▸ **TRY IT**:
Scan the entries below for the word "from". Copy out every line in which it occurs.

▸ **THE RECORDS**:
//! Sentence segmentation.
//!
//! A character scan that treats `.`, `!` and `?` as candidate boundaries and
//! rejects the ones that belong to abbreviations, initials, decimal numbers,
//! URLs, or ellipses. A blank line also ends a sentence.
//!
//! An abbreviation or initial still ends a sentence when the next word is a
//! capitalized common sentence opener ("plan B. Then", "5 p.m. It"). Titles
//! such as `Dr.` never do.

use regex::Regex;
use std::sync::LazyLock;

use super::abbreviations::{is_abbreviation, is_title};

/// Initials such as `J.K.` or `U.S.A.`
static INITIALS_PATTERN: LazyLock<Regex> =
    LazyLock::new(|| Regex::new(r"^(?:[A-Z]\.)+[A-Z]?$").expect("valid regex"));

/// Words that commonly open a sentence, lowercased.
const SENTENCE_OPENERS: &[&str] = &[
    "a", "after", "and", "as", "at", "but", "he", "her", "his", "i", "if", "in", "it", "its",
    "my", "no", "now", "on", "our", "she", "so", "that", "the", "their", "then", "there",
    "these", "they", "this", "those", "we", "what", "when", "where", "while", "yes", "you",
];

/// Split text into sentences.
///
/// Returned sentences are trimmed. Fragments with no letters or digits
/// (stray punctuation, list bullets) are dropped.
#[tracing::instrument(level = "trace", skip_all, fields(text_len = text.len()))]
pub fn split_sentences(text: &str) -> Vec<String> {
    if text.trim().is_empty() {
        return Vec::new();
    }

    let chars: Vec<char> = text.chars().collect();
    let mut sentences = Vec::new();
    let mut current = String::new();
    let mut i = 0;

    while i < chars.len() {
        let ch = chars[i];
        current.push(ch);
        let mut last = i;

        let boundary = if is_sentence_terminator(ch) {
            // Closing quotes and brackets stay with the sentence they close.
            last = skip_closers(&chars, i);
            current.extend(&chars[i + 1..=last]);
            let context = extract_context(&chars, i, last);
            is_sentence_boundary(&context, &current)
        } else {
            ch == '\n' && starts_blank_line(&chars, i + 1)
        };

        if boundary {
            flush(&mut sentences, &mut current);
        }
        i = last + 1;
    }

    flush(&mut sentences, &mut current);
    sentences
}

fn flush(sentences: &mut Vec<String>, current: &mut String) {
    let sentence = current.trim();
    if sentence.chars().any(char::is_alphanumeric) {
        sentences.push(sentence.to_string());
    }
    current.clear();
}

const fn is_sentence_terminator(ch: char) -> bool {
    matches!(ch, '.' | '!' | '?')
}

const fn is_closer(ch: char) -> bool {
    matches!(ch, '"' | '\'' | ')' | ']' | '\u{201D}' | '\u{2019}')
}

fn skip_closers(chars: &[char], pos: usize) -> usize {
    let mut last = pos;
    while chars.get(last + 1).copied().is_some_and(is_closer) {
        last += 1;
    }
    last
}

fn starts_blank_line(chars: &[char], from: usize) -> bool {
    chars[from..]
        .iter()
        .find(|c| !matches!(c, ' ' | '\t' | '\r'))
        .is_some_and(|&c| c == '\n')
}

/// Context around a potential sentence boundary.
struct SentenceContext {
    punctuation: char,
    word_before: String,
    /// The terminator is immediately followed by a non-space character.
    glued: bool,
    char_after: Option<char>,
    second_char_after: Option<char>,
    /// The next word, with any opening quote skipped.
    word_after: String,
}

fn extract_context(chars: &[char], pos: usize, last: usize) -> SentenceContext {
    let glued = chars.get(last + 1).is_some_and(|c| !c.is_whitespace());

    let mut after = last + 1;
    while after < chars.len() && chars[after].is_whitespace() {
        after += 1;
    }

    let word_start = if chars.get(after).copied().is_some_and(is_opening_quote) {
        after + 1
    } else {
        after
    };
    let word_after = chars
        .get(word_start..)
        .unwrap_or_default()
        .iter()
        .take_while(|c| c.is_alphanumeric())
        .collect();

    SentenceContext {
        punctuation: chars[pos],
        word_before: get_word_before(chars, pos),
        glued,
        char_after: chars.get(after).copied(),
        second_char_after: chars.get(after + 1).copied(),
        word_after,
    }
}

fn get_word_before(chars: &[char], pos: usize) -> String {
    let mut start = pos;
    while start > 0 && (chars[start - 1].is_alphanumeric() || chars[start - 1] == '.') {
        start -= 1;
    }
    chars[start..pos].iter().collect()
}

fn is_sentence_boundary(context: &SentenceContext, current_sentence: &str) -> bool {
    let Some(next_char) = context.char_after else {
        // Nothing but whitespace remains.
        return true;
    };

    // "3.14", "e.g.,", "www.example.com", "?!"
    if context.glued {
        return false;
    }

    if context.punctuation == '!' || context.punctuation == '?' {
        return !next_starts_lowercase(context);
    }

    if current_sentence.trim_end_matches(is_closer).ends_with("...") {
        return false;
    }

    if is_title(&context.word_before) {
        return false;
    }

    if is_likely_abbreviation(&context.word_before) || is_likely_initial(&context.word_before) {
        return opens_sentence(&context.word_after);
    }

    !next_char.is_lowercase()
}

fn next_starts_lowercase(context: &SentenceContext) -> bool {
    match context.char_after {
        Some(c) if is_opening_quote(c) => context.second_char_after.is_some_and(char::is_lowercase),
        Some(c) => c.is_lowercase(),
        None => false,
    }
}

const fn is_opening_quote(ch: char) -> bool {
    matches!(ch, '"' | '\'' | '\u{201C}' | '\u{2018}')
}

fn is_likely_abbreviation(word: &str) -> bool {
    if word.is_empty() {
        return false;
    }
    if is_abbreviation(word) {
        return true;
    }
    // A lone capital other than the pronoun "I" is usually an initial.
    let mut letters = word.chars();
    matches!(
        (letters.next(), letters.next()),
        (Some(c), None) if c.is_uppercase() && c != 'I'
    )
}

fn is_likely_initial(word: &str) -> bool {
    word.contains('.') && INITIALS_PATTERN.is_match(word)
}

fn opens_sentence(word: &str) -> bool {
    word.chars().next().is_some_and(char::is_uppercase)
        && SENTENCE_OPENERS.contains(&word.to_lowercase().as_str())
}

▸ **TASK OUTPUT**:
fn starts_blank_line(chars: &[char], from: usize) -> bool {
    chars[from..]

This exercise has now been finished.